How disappointing it would be to realize that what you do for 8-10 hours a day has become your identity, your single identifying trait worn proudly/humbly/begrudgingly as a badge of introduction.

I think the offense goes beyond the laziness of the person asking the question. For so long we've supported the idea that our validation comes from our occupation. Our business has become our business card, our mutual link to the understanding of another. I've traded passion for pretense.

What if we chose never to ask the question? What if we decided that the value and estimation of a person is found in his passion or in her heart. There's too many proving this wrong. I know guys in "noble" occupations who aren't noble people, and I know just as many who carry mundane tasks with the heart of an adventurer. You are not your job.

I know teachers who "do it for the money," and lawyers who wish they were teachers.

What if we responded to the inevitable question by answering in passion?

What do you do?

You are not your job.


erok said...

"I'm in murders and executions" - Great line.

I feel this way all the time.

I think we need to step up robot production so we don't have to wear our "Hello, I am a..." name tags. The robots can work for us. Not so we can be lazy, but so we can slow down our pace of life...have freedom to pursue new ventures and ideas.

Jesse B. Gill said...

See, I ask that question all the time for two important reasons:

1. I hate people and the last thing I really want to do is get to know them...

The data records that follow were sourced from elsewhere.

//! Read-only access to the book catalog.

use std::path::{Path, PathBuf};

use once_cell::sync::Lazy;
use regex::Regex;
use rusqlite::{Connection, OpenFlags};
use serde::{Deserialize, Serialize};

use crate::config::CatalogConfig;

static IDENTIFIER_REGEX: Lazy<Regex> = Lazy::new(|| {
    Regex::new(r"^[A-Za-z_][A-Za-z0-9_]*$").expect("Failed to compile identifier regex")
});

#[derive(Debug, thiserror::Error)]
pub enum CatalogError {
    #[error("Catalog database not found at {0}")]
    Unavailable(PathBuf),

    #[error("Invalid SQL identifier: {0:?}")]
    InvalidIdentifier(String),

    #[error("SQLite error: {0}")]
    Sqlite(#[from] rusqlite::Error),
}

/// One book as read from the catalog.
#[derive(Debug, Clone, PartialEq, Serialize, Deserialize)]
pub struct CatalogRow {
    pub id: i64,
    pub title: String,
    /// Empty when the catalog has no description
    pub description: String,
}

impl CatalogRow {
    pub fn new(id: i64, title: impl Into<String>, description: impl Into<String>) -> Self {
        Self {
            id,
            title: title.into(),
            description: description.into(),
        }
    }
}

/// Source of catalog rows for the index builder.
pub trait Catalog: Send + Sync {
    /// All rows with a title, ordered by id ascending.
    fn rows(&self) -> Result<Vec<CatalogRow>, CatalogError>;
}

impl Catalog for Vec<CatalogRow> {
    fn rows(&self) -> Result<Vec<CatalogRow>, CatalogError> {
        let mut rows = self.clone();
        rows.sort_by_key(|row| row.id);
        Ok(rows)
    }
}

/// Catalog backed by an SQLite database, opened read-only per call.
#[derive(Debug, Clone)]
pub struct SqliteCatalog {
    path: PathBuf,
    query: String,
}

impl SqliteCatalog {
    pub fn new(
        path: impl Into<PathBuf>,
        table: &str,
        id_column: &str,
        title_column: &str,
        description_column: &str,
    ) -> Result<Self, CatalogError> {
        let table = quote_identifier(table)?;
        let id = quote_identifier(id_column)?;
        let title = quote_identifier(title_column)?;
        let description = quote_identifier(description_column)?;

        let query = format!(
            "SELECT {id}, {title}, {description} FROM {table} \
             WHERE {title} IS NOT NULL ORDER BY {id} ASC"
        );

        Ok(Self {
            path: path.into(),
            query,
        })
    }

    pub fn from_config(config: &CatalogConfig) -> Result<Self, CatalogError> {
        Self::new(
            &config.path,
            &config.table,
            &config.id_column,
            &config.title_column,
            &config.description_column,
        )
    }

    pub fn path(&self) -> &Path {
        &self.path
    }

    fn open(&self) -> Result<Connection, CatalogError> {
        if !self.path.is_file() {
            return Err(CatalogError::Unavailable(self.path.clone()));
        }

        let conn = Connection::open_with_flags(
            &self.path,
            OpenFlags::SQLITE_OPEN_READ_ONLY | OpenFlags::SQLITE_OPEN_NO_MUTEX,
        )?;
        Ok(conn)
    }
}

impl Catalog for SqliteCatalog {
    fn rows(&self) -> Result<Vec<CatalogRow>, CatalogError> {
        let conn = self.open()?;
        let mut stmt = conn.prepare(&self.query)?;

        let rows = stmt
            .query_map([], |row| {
                let description: Option<String> = row.get(2)?;
                Ok(CatalogRow {
                    id: row.get(0)?,
                    title: row.get(1)?,
                    description: description.unwrap_or_default(),
                })
            })?
            .collect::<Result<Vec<_>, _>>()?;

        log::debug!("read {} rows from catalog {}", rows.len(), self.path.display());

        Ok(rows)
    }
}

fn quote_identifier(name: &str) -> Result<String, CatalogError> {
    if !IDENTIFIER_REGEX.is_match(name) {
        return Err(CatalogError::InvalidIdentifier(name.to_string()));
    }
    Ok(format!("\"{name}\""))
}
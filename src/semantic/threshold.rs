//! Adaptive threshold backoff.
//!
//! Starts at the default threshold and lowers it by a fixed step until at
//! least one score qualifies or the floor is reached. The first attempt uses
//! the default exactly as configured. Later thresholds are derived from the
//! default each time (not accumulated) and rounded to four decimals, so
//! repeated steps never drift below the floor.

use serde::Serialize;

use crate::semantic::{DEFAULT_MIN_THRESHOLD, DEFAULT_THRESHOLD, DEFAULT_THRESHOLD_STEP};

/// Decimal places kept when stepping the threshold.
const THRESHOLD_PRECISION: f32 = 10_000.0;

/// Parameters of the backoff search.
#[derive(Debug, Clone, Copy, PartialEq)]
pub struct ThresholdPolicy {
    /// Starting (most selective) threshold
    pub default: f32,
    /// Lowest threshold the search may reach
    pub floor: f32,
    /// Decrement applied per retry
    pub step: f32,
}

/// Where the backoff search stopped.
#[derive(Debug, Clone, Copy, PartialEq, Serialize)]
pub struct ThresholdOutcome {
    pub threshold: f32,
    /// True only if `threshold` ended below the default
    pub reduced: bool,
    /// Number of thresholds tried
    pub attempts: usize,
}

impl Default for ThresholdPolicy {
    fn default() -> Self {
        Self {
            default: DEFAULT_THRESHOLD,
            floor: DEFAULT_MIN_THRESHOLD,
            step: DEFAULT_THRESHOLD_STEP,
        }
    }
}

impl ThresholdPolicy {
    pub fn new(default: f32, floor: f32, step: f32) -> Self {
        Self {
            default,
            floor,
            step,
        }
    }

    /// Outcome reported when no search ran (e.g. blank query).
    pub fn untouched(&self) -> ThresholdOutcome {
        ThresholdOutcome {
            threshold: self.default,
            reduced: false,
            attempts: 0,
        }
    }

    /// Upper bound on attempts: `ceil((default - floor) / step) + 1`.
    pub fn max_attempts(&self) -> usize {
        if self.step <= 0.0 || self.default <= self.floor {
            return 1;
        }
        ((self.default - self.floor) / self.step).ceil() as usize + 1
    }

    /// The sequence of thresholds the search tries, in order.
    ///
    /// Non-increasing, ends at the floor.
    pub fn thresholds(&self) -> impl Iterator<Item = f32> {
        let policy = *self;
        let mut attempt = 0usize;
        let mut done = false;

        std::iter::from_fn(move || {
            if done {
                return None;
            }

            let threshold = if attempt == 0 {
                if policy.step <= 0.0 || policy.default <= policy.floor + f32::EPSILON {
                    done = true;
                }
                policy.default
            } else {
                let stepped = round_threshold(policy.default - attempt as f32 * policy.step);
                if stepped <= policy.floor + f32::EPSILON {
                    done = true;
                    policy.floor
                } else {
                    stepped
                }
            };

            attempt += 1;
            Some(threshold)
        })
    }

    /// Find the most selective threshold that admits at least one score.
    pub fn resolve<I>(&self, scores: I) -> ThresholdOutcome
    where
        I: IntoIterator<Item = f32>,
    {
        let best = scores
            .into_iter()
            .filter(|s| !s.is_nan())
            .fold(f32::NEG_INFINITY, f32::max);

        let mut attempts = 0;
        let mut last = self.default;
        for threshold in self.thresholds() {
            attempts += 1;
            last = threshold;
            if best >= threshold {
                return ThresholdOutcome {
                    threshold,
                    reduced: threshold < self.default,
                    attempts,
                };
            }
        }

        log::debug!(
            "no score reached the floor threshold {} after {} attempts",
            last,
            attempts
        );

        ThresholdOutcome {
            threshold: last,
            reduced: true,
            attempts,
        }
    }
}

fn round_threshold(value: f32) -> f32 {
    (value * THRESHOLD_PRECISION).round() / THRESHOLD_PRECISION
}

2. There's a good chance that my job is cooler than theirs is, making them feel inferior.

Mission accomplished.

Mrs. Bear said...

Yes! Thank you, Sean!

Kyle Rocks Hard said...

Well said man, well said. Writing is what you should DO man.

holly elaine said...

I actually love this question. For me it's an end to the conversation. It goes like this, "What do you do?" "I work for China." "Oh... okay." Done and done.

THE BEAR said...

"I don't want to be a product of my environment, I want my environment to be a product of me." - The Departed.

Shawn Melody said...

As Stephen Christian so passionately sings, "It's not about the money we make, it's about the passions that we ache for."
Thank God that he gives us those passions and they don't necessarily always mean they are played out in our 9-5s.

Rachel said...

That was a very interesting point of view! Great post!

The Passerby said...

Having just received my first real job offer, I get this. It's the craziest feeling for people to ask what I do, and to be like "Yeah, I'm nineteen, not even done with my first year of higher education, and THIS is what I do, suckers," complete with growing a little bit taller during the sentence. But it makes me a jerk, because the week prior I was painting walls and filing light-gobos into the wee hours of the morning for minimum-minimum wage. My existence and my essence and my personality didn't change because I got a "better" job, but my attitude almost did. But you're right - a job title is nothing but a jacket.

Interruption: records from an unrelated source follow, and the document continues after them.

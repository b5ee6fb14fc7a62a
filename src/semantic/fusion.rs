//! Ranking of scored rows into search results.
//!
//! All functions take the per-row scores produced by
//! [`VectorStore::score`](crate::semantic::VectorStore::score), in row order.

use std::collections::BTreeMap;

use serde::Serialize;

use crate::semantic::highlight::extract_phrases;
use crate::semantic::index::{Field, VectorStore};
use crate::semantic::threshold::ThresholdPolicy;

/// A single matching row.
#[derive(Debug, Clone, PartialEq, Serialize)]
pub struct QueryResult {
    pub entity_id: i64,
    pub field: Field,
    pub matched_text: String,
    pub score: f32,
    pub highlight_phrases: Vec<String>,
}

#[derive(Debug, Clone, Copy, PartialEq, Serialize)]
pub struct FieldScores {
    /// 0 when the entity has no title row
    pub title: f32,
    /// Best description chunk, 0 when the entity has no chunks
    pub description: f32,
}

/// One entity ranked by the mean of its title and best chunk scores.
#[derive(Debug, Clone, PartialEq, Serialize)]
pub struct FusedResult {
    pub entity_id: i64,
    pub combined_score: f32,
    pub per_field_scores: FieldScores,
    /// Best chunk text, or the title when there are no chunks
    pub matched_text: String,
    pub highlight_phrases: Vec<String>,
}

#[derive(Debug, Clone, PartialEq, Serialize)]
pub struct SearchOutcome<T> {
    pub results: Vec<T>,
    pub final_threshold: f32,
    pub threshold_reduced: bool,
}

impl<T> SearchOutcome<T> {
    /// No results at the default threshold, as for a blank query.
    pub fn empty(policy: &ThresholdPolicy) -> Self {
        let untouched = policy.untouched();
        Self {
            results: Vec::new(),
            final_threshold: untouched.threshold,
            threshold_reduced: untouched.reduced,
        }
    }

    /// Keep at most `limit` results.
    pub fn truncate(mut self, limit: usize) -> Self {
        self.results.truncate(limit);
        self
    }
}

#[derive(Debug, Clone, PartialEq, Serialize)]
pub struct RawScore {
    pub entity_id: i64,
    pub text: String,
    pub score: f32,
}

/// Every row's score, split by field, in row order.
#[derive(Debug, Clone, Default, PartialEq, Serialize)]
pub struct RawScores {
    pub title_scores: Vec<RawScore>,
    pub description_scores: Vec<RawScore>,
}

/// Rank rows of the given fields. An empty `fields` slice means all fields.
pub fn search_fields(
    store: &VectorStore,
    scores: &[f32],
    fields: &[Field],
    policy: &ThresholdPolicy,
    highlight_k: usize,
) -> SearchOutcome<QueryResult> {
    debug_assert_eq!(scores.len(), store.len());

    let candidates: Vec<(usize, f32)> = store
        .records()
        .iter()
        .zip(scores.iter().copied())
        .filter(|(record, _)| fields.is_empty() || fields.contains(&record.field))
        .map(|(record, score)| (record.row_index, score))
        .collect();

    let outcome = policy.resolve(candidates.iter().map(|(_, score)| *score));

    let mut hits: Vec<(usize, f32)> = candidates
        .into_iter()
        .filter(|(_, score)| *score >= outcome.threshold)
        .collect();

    hits.sort_by(|a, b| {
        b.1.total_cmp(&a.1)
            .then_with(|| entity_of(store, a.0).cmp(&entity_of(store, b.0)))
            .then_with(|| a.0.cmp(&b.0))
    });

    let results = hits
        .into_iter()
        .filter_map(|(row, score)| {
            let record = store.record(row)?;
            Some(QueryResult {
                entity_id: record.entity_id,
                field: record.field,
                matched_text: record.text.clone(),
                score,
                highlight_phrases: extract_phrases(&record.text, highlight_k),
            })
        })
        .collect();

    SearchOutcome {
        results,
        final_threshold: outcome.threshold,
        threshold_reduced: outcome.reduced,
    }
}

fn entity_of(store: &VectorStore, row: usize) -> i64 {
    store.record(row).map(|r| r.entity_id).unwrap_or(i64::MAX)
}

/// Best score and text seen for one field of one entity.
#[derive(Default)]
struct EntityScores<'a> {
    title: Option<(f32, &'a str)>,
    best_chunk: Option<(f32, &'a str)>,
}

/// Rank entities by `(title + best chunk) / 2`.
pub fn search_combined(
    store: &VectorStore,
    scores: &[f32],
    policy: &ThresholdPolicy,
    highlight_k: usize,
) -> SearchOutcome<FusedResult> {
    debug_assert_eq!(scores.len(), store.len());

    let mut entities: BTreeMap<i64, EntityScores> = BTreeMap::new();
    for (record, score) in store.records().iter().zip(scores.iter().copied()) {
        let entry = entities.entry(record.entity_id).or_default();
        let slot = match record.field {
            Field::Title => &mut entry.title,
            Field::DescriptionChunk => &mut entry.best_chunk,
        };
        // strictly greater, so the earliest row wins ties
        let replace = match slot {
            Some((best, _)) => score > *best,
            None => true,
        };
        if replace {
            *slot = Some((score, record.text.as_str()));
        }
    }

    let fused: Vec<(i64, f32, FieldScores, &str)> = entities
        .into_iter()
        .filter_map(|(entity_id, entity)| {
            let title = entity.title.map(|(s, _)| s).unwrap_or(0.0);
            let description = entity.best_chunk.map(|(s, _)| s).unwrap_or(0.0);
            let text = entity
                .best_chunk
                .or(entity.title)
                .map(|(_, text)| text)?;
            Some((
                entity_id,
                (title + description) / 2.0,
                FieldScores { title, description },
                text,
            ))
        })
        .collect();

    let outcome = policy.resolve(fused.iter().map(|(_, combined, _, _)| *combined));

    let mut hits: Vec<_> = fused
        .into_iter()
        .filter(|(_, combined, _, _)| *combined >= outcome.threshold)
        .collect();
    hits.sort_by(|a, b| b.1.total_cmp(&a.1).then_with(|| a.0.cmp(&b.0)));

    let results = hits
        .into_iter()
        .map(|(entity_id, combined_score, per_field_scores, text)| FusedResult {
            entity_id,
            combined_score,
            per_field_scores,
            matched_text: text.to_string(),
            highlight_phrases: extract_phrases(text, highlight_k),
        })
        .collect();

    SearchOutcome {
        results,
        final_threshold: outcome.threshold,
        threshold_reduced: outcome.reduced,
    }
}

pub fn raw_scores(store: &VectorStore, scores: &[f32]) -> RawScores {
    let mut raw = RawScores::default();
    for (record, score) in store.records().iter().zip(scores.iter().copied()) {
        let entry = RawScore {
            entity_id: record.entity_id,
            text: record.text.clone(),
            score,
        };
        match record.field {
            Field::Title => raw.title_scores.push(entry),
            Field::DescriptionChunk => raw.description_scores.push(entry),
        }
    }
    raw
}

#[cfg(test)]
mod tests {
    use super::*;
    use crate::semantic::index::{EmbeddingRecord, VectorMatrix};

    fn store(records: Vec<EmbeddingRecord>) -> VectorStore {
        let mut matrix = VectorMatrix::new(2).unwrap();
        for _ in &records {
            matrix.push_row(&[1.0, 0.0]).unwrap();
        }
        VectorStore::new(matrix, records).unwrap()
    }

    fn library() -> VectorStore {
        store(vec![
            EmbeddingRecord::new(1, Field::Title, "Data Structures and Algorithms"),
            EmbeddingRecord::new(1, Field::DescriptionChunk, "Balanced search trees explained."),
            EmbeddingRecord::new(2, Field::Title, "Operating Systems"),
            EmbeddingRecord::new(3, Field::Title, "Machine Learning Basics"),
            EmbeddingRecord::new(3, Field::DescriptionChunk, "Linear models first."),
            EmbeddingRecord::new(3, Field::DescriptionChunk, "Neural networks later on."),
        ])
    }

    #[test]
    fn test_title_only_search() {
        let store = library();
        let scores = [0.70, 0.90, 0.20, 0.10, 0.0, 0.0];

        let outcome = search_fields(&store, &scores, &[Field::Title], &ThresholdPolicy::default(), 3);
        assert!(!outcome.threshold_reduced);
        assert_eq!(outcome.final_threshold, 0.60);
        assert_eq!(outcome.results.len(), 1);
        assert_eq!(outcome.results[0].entity_id, 1);
        assert_eq!(outcome.results[0].field, Field::Title);
        assert_eq!(outcome.results[0].matched_text, "Data Structures and Algorithms");
        assert_eq!(outcome.results[0].highlight_phrases, vec!["data structures".to_string()]);
    }

    #[test]
    fn test_field_search_sorted_and_tie_broken() {
        let store = library();
        let scores = [0.65, 0.80, 0.65, 0.10, 0.80, 0.0];

        let outcome = search_fields(&store, &scores, &[], &ThresholdPolicy::default(), 0);
        let order: Vec<(i64, f32)> = outcome
            .results
            .iter()
            .map(|r| (r.entity_id, r.score))
            .collect();
        assert_eq!(order, vec![(1, 0.80), (3, 0.80), (1, 0.65), (2, 0.65)]);
    }

    #[test]
    fn test_field_search_backs_off() {
        let store = library();
        let scores = [0.52, 0.0, 0.10, 0.0, 0.0, 0.0];

        let outcome = search_fields(&store, &scores, &[Field::Title], &ThresholdPolicy::default(), 3);
        assert!(outcome.threshold_reduced);
        assert_eq!(outcome.final_threshold, 0.50);
        assert_eq!(outcome.results.len(), 1);
    }

    #[test]
    fn test_combined_score_is_mean_of_title_and_best_chunk() {
        let store = library();
        let scores = [0.10, 0.10, 0.10, 0.50, 0.80, 0.30];

        let outcome = search_combined(&store, &scores, &ThresholdPolicy::default(), 3);
        assert!(!outcome.threshold_reduced);
        assert_eq!(outcome.results.len(), 1);

        let hit = &outcome.results[0];
        assert_eq!(hit.entity_id, 3);
        assert!((hit.combined_score - 0.65).abs() < 1e-6);
        assert_eq!(hit.per_field_scores.title, 0.50);
        assert_eq!(hit.per_field_scores.description, 0.80);
        assert_eq!(hit.matched_text, "Linear models first.");
    }

    #[test]
    fn test_combined_without_chunks_uses_title() {
        let store = library();
        // entity 2 has no description: (0.9 + 0) / 2
        let scores = [0.0, 0.0, 0.90, 0.0, 0.0, 0.0];

        let outcome = search_combined(&store, &scores, &ThresholdPolicy::new(0.45, 0.40, 0.05), 3);
        assert_eq!(outcome.results.len(), 1);
        assert_eq!(outcome.results[0].entity_id, 2);
        assert!((outcome.results[0].combined_score - 0.45).abs() < 1e-6);
        assert_eq!(outcome.results[0].matched_text, "Operating Systems");
    }

    #[test]
    fn test_combined_first_chunk_wins_ties() {
        let store = library();
        let scores = [0.0, 0.0, 0.0, 0.9, 0.7, 0.7];

        let outcome = search_combined(&store, &scores, &ThresholdPolicy::default(), 3);
        assert_eq!(outcome.results[0].matched_text, "Linear models first.");
    }

    #[test]
    fn test_combined_nothing_at_floor() {
        let store = library();
        let scores = [0.1; 6];

        let outcome = search_combined(&store, &scores, &ThresholdPolicy::default(), 3);
        assert!(outcome.results.is_empty());
        assert!(outcome.threshold_reduced);
        assert_eq!(outcome.final_threshold, 0.45);
    }

    #[test]
    fn test_raw_scores_split_by_field() {
        let store = library();
        let scores = [0.1, 0.2, 0.3, 0.4, 0.5, 0.6];

        let raw = raw_scores(&store, &scores);
        let titles: Vec<f32> = raw.title_scores.iter().map(|r| r.score).collect();
        let chunks: Vec<f32> = raw.description_scores.iter().map(|r| r.score).collect();
        assert_eq!(titles, vec![0.1, 0.3, 0.4]);
        assert_eq!(chunks, vec![0.2, 0.5, 0.6]);
        assert_eq!(raw.description_scores[2].text, "Neural networks later on.");
    }

    #[test]
    fn test_empty_outcome() {
        let outcome: SearchOutcome<QueryResult> = SearchOutcome::empty(&ThresholdPolicy::default());
        assert!(outcome.results.is_empty());
        assert_eq!(outcome.final_threshold, 0.60);
        assert!(!outcome.threshold_reduced);
    }

    #[test]
    fn test_outcome_serializes() {
        let store = library();
        let scores = [0.70, 0.0, 0.0, 0.0, 0.0, 0.0];
        let outcome = search_fields(&store, &scores, &[Field::Title], &ThresholdPolicy::default(), 3);

        let json = serde_json::to_value(&outcome).unwrap();
        assert_eq!(json["threshold_reduced"], false);
        assert_eq!(json["results"][0]["field"], "title");
        assert_eq!(json["results"][0]["entity_id"], 1);
    }
}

I think people forget the truth in this post. So thanks for the reminder.

S.M.K. said...

HIT THE NAIL ON THE HEAD, while doing it with poetic prose. KUDOS.

S.M.K. said...

sean, I wanted to let you know that I changed by URL. It is no longer toomuchtoolate716. Now it is

William said...

Durham this is absolutely amazing. You've inspired me to ask new questions, and to look past the crazy stereotypes that we all accept as the standard. How stupid. How amazing to spot. Kudos for finding the obvious, and pointing out to the rest of us who miss it.

You've given me something to chew on and I thank you for that.

Keep sharpening our minds dear Durham.